* Work item
Keeping every line intact, print the records that follow.

Source data
━━━━
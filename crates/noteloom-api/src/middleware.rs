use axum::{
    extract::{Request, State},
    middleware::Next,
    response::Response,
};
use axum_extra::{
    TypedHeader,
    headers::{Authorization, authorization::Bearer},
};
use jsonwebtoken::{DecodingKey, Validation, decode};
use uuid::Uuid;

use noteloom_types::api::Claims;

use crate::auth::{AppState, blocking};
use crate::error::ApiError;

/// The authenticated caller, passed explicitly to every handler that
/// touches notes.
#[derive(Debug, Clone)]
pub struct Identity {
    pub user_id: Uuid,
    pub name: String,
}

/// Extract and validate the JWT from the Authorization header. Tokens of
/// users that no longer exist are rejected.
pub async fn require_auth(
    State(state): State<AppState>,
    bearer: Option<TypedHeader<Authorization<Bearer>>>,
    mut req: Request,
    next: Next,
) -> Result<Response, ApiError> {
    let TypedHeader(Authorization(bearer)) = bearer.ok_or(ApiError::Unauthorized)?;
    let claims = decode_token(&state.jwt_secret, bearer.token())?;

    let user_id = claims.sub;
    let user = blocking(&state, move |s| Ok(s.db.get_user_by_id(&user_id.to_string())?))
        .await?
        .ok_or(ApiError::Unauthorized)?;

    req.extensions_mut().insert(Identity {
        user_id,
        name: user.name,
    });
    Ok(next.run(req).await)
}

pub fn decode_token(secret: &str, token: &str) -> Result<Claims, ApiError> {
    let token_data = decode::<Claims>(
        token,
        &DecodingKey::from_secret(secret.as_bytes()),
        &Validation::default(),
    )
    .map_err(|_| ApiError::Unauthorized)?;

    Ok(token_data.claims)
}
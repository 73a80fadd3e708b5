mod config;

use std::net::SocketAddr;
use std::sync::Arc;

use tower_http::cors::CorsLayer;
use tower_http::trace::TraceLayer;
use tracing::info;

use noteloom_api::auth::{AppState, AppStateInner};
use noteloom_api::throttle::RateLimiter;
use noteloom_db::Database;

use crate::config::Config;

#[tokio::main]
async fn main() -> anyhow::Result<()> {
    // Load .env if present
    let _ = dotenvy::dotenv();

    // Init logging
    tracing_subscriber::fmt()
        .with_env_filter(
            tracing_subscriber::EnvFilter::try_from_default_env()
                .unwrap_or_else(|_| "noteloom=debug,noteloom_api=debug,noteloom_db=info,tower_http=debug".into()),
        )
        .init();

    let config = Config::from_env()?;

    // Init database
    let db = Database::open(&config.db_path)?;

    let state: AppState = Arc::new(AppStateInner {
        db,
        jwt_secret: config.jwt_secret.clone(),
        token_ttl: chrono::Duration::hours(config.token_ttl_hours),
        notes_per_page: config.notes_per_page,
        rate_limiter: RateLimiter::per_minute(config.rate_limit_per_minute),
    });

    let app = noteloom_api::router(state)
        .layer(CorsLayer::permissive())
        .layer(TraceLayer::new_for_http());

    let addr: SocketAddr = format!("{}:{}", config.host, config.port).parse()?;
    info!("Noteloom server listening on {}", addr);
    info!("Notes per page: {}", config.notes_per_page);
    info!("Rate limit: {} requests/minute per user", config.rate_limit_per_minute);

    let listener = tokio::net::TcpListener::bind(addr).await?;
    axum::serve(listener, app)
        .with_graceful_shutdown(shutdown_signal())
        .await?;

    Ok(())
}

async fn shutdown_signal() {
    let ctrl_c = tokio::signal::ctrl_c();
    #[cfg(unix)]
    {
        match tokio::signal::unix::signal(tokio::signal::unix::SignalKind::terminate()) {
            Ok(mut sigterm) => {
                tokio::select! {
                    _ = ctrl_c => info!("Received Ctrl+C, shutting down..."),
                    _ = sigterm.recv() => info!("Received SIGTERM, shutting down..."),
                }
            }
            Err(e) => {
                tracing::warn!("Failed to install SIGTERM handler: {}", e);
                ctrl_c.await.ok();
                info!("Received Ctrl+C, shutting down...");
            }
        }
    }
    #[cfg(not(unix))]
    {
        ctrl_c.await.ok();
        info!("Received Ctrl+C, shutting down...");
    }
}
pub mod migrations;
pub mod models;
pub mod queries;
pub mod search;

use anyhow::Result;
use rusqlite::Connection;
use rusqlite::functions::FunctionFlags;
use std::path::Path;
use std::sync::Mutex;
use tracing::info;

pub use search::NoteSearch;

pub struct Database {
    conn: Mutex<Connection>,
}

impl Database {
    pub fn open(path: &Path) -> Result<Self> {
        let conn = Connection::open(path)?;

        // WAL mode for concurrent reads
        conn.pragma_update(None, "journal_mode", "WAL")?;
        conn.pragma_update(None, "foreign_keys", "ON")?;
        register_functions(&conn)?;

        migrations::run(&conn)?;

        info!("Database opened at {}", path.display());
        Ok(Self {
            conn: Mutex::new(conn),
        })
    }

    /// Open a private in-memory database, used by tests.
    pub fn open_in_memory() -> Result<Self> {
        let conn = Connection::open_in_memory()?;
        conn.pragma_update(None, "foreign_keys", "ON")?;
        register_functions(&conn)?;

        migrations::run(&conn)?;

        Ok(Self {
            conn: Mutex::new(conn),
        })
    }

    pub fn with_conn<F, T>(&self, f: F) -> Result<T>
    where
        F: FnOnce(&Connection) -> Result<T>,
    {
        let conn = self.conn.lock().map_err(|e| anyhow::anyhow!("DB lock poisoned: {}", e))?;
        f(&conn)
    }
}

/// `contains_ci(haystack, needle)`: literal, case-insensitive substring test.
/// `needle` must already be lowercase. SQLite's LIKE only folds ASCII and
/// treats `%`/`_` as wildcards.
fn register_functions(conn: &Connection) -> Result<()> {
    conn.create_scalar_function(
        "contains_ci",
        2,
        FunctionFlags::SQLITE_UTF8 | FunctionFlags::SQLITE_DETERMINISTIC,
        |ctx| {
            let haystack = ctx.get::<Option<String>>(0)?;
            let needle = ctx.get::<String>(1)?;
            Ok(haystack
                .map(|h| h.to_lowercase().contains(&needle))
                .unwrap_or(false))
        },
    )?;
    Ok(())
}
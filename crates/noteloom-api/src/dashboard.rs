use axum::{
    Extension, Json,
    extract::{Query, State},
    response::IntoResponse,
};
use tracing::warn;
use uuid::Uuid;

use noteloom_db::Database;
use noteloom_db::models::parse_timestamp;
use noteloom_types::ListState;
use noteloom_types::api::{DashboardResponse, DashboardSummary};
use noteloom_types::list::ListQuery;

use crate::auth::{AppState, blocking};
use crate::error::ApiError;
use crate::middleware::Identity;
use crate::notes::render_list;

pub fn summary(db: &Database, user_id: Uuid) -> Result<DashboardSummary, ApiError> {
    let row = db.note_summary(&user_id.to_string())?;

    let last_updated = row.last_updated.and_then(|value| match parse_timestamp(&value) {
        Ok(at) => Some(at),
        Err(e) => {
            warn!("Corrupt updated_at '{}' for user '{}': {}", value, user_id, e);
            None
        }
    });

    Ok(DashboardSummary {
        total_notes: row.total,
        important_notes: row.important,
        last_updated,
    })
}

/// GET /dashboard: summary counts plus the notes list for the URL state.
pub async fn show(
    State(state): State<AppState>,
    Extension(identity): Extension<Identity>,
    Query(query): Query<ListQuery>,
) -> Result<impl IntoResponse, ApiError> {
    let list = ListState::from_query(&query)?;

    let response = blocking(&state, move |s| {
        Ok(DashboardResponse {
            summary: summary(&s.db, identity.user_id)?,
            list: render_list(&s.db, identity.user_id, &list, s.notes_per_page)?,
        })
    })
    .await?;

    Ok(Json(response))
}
━━━━
* Exercise result
filename crates/noteloom-api/src/middleware.rs
use axum::{
    extract::{Request, State},
    middleware::Next,
    response::Response,
};
use axum_extra::{
    TypedHeader,
    headers::{Authorization, authorization::Bearer},
};
use jsonwebtoken::{DecodingKey, Validation, decode};
use uuid::Uuid;

use noteloom_types::api::Claims;

use crate::auth::{AppState, blocking};
use crate::error::ApiError;

/// The authenticated caller, passed explicitly to every handler that
/// touches notes.
#[derive(Debug, Clone)]
pub struct Identity {
    pub user_id: Uuid,
    pub name: String,
}

/// Extract and validate the JWT from the Authorization header. Tokens of
/// users that no longer exist are rejected.
pub async fn require_auth(
    State(state): State<AppState>,
    bearer: Option<TypedHeader<Authorization<Bearer>>>,
    mut req: Request,
    next: Next,
) -> Result<Response, ApiError> {
    let TypedHeader(Authorization(bearer)) = bearer.ok_or(ApiError::Unauthorized)?;
    let claims = decode_token(&state.jwt_secret, bearer.token())?;

    let user_id = claims.sub;
    let user = blocking(&state, move |s| Ok(s.db.get_user_by_id(&user_id.to_string())?))
        .await?
        .ok_or(ApiError::Unauthorized)?;

    req.extensions_mut().insert(Identity {
        user_id,
        name: user.name,
    });
    Ok(next.run(req).await)
}

pub fn decode_token(secret: &str, token: &str) -> Result<Claims, ApiError> {
    let token_data = decode::<Claims>(
        token,
        &DecodingKey::from_secret(secret.as_bytes()),
        &Validation::default(),
    )
    .map_err(|_| ApiError::Unauthorized)?;

    Ok(token_data.claims)
}
repository 73a80fadd3e708b5
mod config;

use std::net::SocketAddr;
use std::sync::Arc;

use tower_http::cors::CorsLayer;
use tower_http::trace::TraceLayer;
use tracing::info;

use noteloom_api::auth::{AppState, AppStateInner};
use noteloom_api::throttle::RateLimiter;
use noteloom_db::Database;

use crate::config::Config;

#[tokio::main]
async fn main() -> anyhow::Result<()> {
    // Load .env if present
    let _ = dotenvy::dotenv();

    // Init logging
    tracing_subscriber::fmt()
        .with_env_filter(
            tracing_subscriber::EnvFilter::try_from_default_env()
                .unwrap_or_else(|_| "noteloom=debug,noteloom_api=debug,noteloom_db=info,tower_http=debug".into()),
        )
        .init();

    let config = Config::from_env()?;

    // Init database
    let db = Database::open(&config.db_path)?;

    let state: AppState = Arc::new(AppStateInner {
        db,
        jwt_secret: config.jwt_secret.clone(),
        token_ttl: chrono::Duration::hours(config.token_ttl_hours),
        notes_per_page: config.notes_per_page,
        rate_limiter: RateLimiter::per_minute(config.rate_limit_per_minute),
    });

    let app = noteloom_api::router(state)
        .layer(CorsLayer::permissive())
        .layer(TraceLayer::new_for_http());

    let addr: SocketAddr = format!("{}:{}", config.host, config.port).parse()?;
    info!("Noteloom server listening on {}", addr);
    info!("Notes per page: {}", config.notes_per_page);
    info!("Rate limit: {} requests/minute per user", config.rate_limit_per_minute);

    let listener = tokio::net::TcpListener::bind(addr).await?;
    axum::serve(listener, app)
        .with_graceful_shutdown(shutdown_signal())
        .await?;

    Ok(())
}

async fn shutdown_signal() {
    let ctrl_c = tokio::signal::ctrl_c();
    #[cfg(unix)]
    {
        match tokio::signal::unix::signal(tokio::signal::unix::SignalKind::terminate()) {
            Ok(mut sigterm) => {
                tokio::select! {
                    _ = ctrl_c => info!("Received Ctrl+C, shutting down..."),
                    _ = sigterm.recv() => info!("Received SIGTERM, shutting down..."),
                }
            }
            Err(e) => {
                tracing::warn!("Failed to install SIGTERM handler: {}", e);
                ctrl_c.await.ok();
                info!("Received Ctrl+C, shutting down...");
            }
        }
    }
    #[cfg(not(unix))]
    {
        ctrl_c.await.ok();
        info!("Received Ctrl+C, shutting down...");
    }
}
pub mod migrations;
pub mod models;
pub mod queries;
pub mod search;

use anyhow::Result;
use rusqlite::Connection;
use rusqlite::functions::FunctionFlags;
use std::path::Path;
use std::sync::Mutex;
use tracing::info;

pub use search::NoteSearch;

pub struct Database {
    conn: Mutex<Connection>,
}

impl Database {
    pub fn open(path: &Path) -> Result<Self> {
        let conn = Connection::open(path)?;

        // WAL mode for concurrent reads
        conn.pragma_update(None, "journal_mode", "WAL")?;
        conn.pragma_update(None, "foreign_keys", "ON")?;
        register_functions(&conn)?;

        migrations::run(&conn)?;

        info!("Database opened at {}", path.display());
        Ok(Self {
            conn: Mutex::new(conn),
        })
    }

    /// Open a private in-memory database, used by tests.
    pub fn open_in_memory() -> Result<Self> {
        let conn = Connection::open_in_memory()?;
        conn.pragma_update(None, "foreign_keys", "ON")?;
        register_functions(&conn)?;

        migrations::run(&conn)?;

        Ok(Self {
            conn: Mutex::new(conn),
        })
    }

    pub fn with_conn<F, T>(&self, f: F) -> Result<T>
    where
        F: FnOnce(&Connection) -> Result<T>,
    {
        let conn = self.conn.lock().map_err(|e| anyhow::anyhow!("DB lock poisoned: {}", e))?;
        f(&conn)
    }
}

/// `contains_ci(haystack, needle)`: literal, case-insensitive substring test.
/// `needle` must already be lowercase. SQLite's LIKE only folds ASCII and
/// treats `%`/`_` as wildcards.
fn register_functions(conn: &Connection) -> Result<()> {
    conn.create_scalar_function(
        "contains_ci",
        2,
        FunctionFlags::SQLITE_UTF8 | FunctionFlags::SQLITE_DETERMINISTIC,
        |ctx| {
            let haystack = ctx.get::<Option<String>>(0)?;
            let needle = ctx.get::<String>(1)?;
            Ok(haystack
                .map(|h| h.to_lowercase().contains(&needle))
                .unwrap_or(false))
        },
    )?;
    Ok(())
}
filename crates/noteloom-api/src/dashboard.rs
use axum::{
    Extension, Json,
    extract::{Query, State},
    response::IntoResponse,
};
use tracing::warn;
use uuid::Uuid;

use noteloom_db::Database;
use noteloom_db::models::parse_timestamp;
use noteloom_types::ListState;
use noteloom_types::api::{DashboardResponse, DashboardSummary};
use noteloom_types::list::ListQuery;

use crate::auth::{AppState, blocking};
use crate::error::ApiError;
use crate::middleware::Identity;
use crate::notes::render_list;

pub fn summary(db: &Database, user_id: Uuid) -> Result<DashboardSummary, ApiError> {
    let row = db.note_summary(&user_id.to_string())?;

    let last_updated = row.last_updated.and_then(|value| match parse_timestamp(&value) {
        Ok(at) => Some(at),
        Err(e) => {
            warn!("Corrupt updated_at '{}' for user '{}': {}", value, user_id, e);
            None
        }
    });

    Ok(DashboardSummary {
        total_notes: row.total,
        important_notes: row.important,
        last_updated,
    })
}

/// GET /dashboard: summary counts plus the notes list for the URL state.
pub async fn show(
    State(state): State<AppState>,
    Extension(identity): Extension<Identity>,
    Query(query): Query<ListQuery>,
) -> Result<impl IntoResponse, ApiError> {
    let list = ListState::from_query(&query)?;

    let response = blocking(&state, move |s| {
        Ok(DashboardResponse {
            summary: summary(&s.db, identity.user_id)?,
            list: render_list(&s.db, identity.user_id, &list, s.notes_per_page)?,
        })
    })
    .await?;

    Ok(Json(response))
}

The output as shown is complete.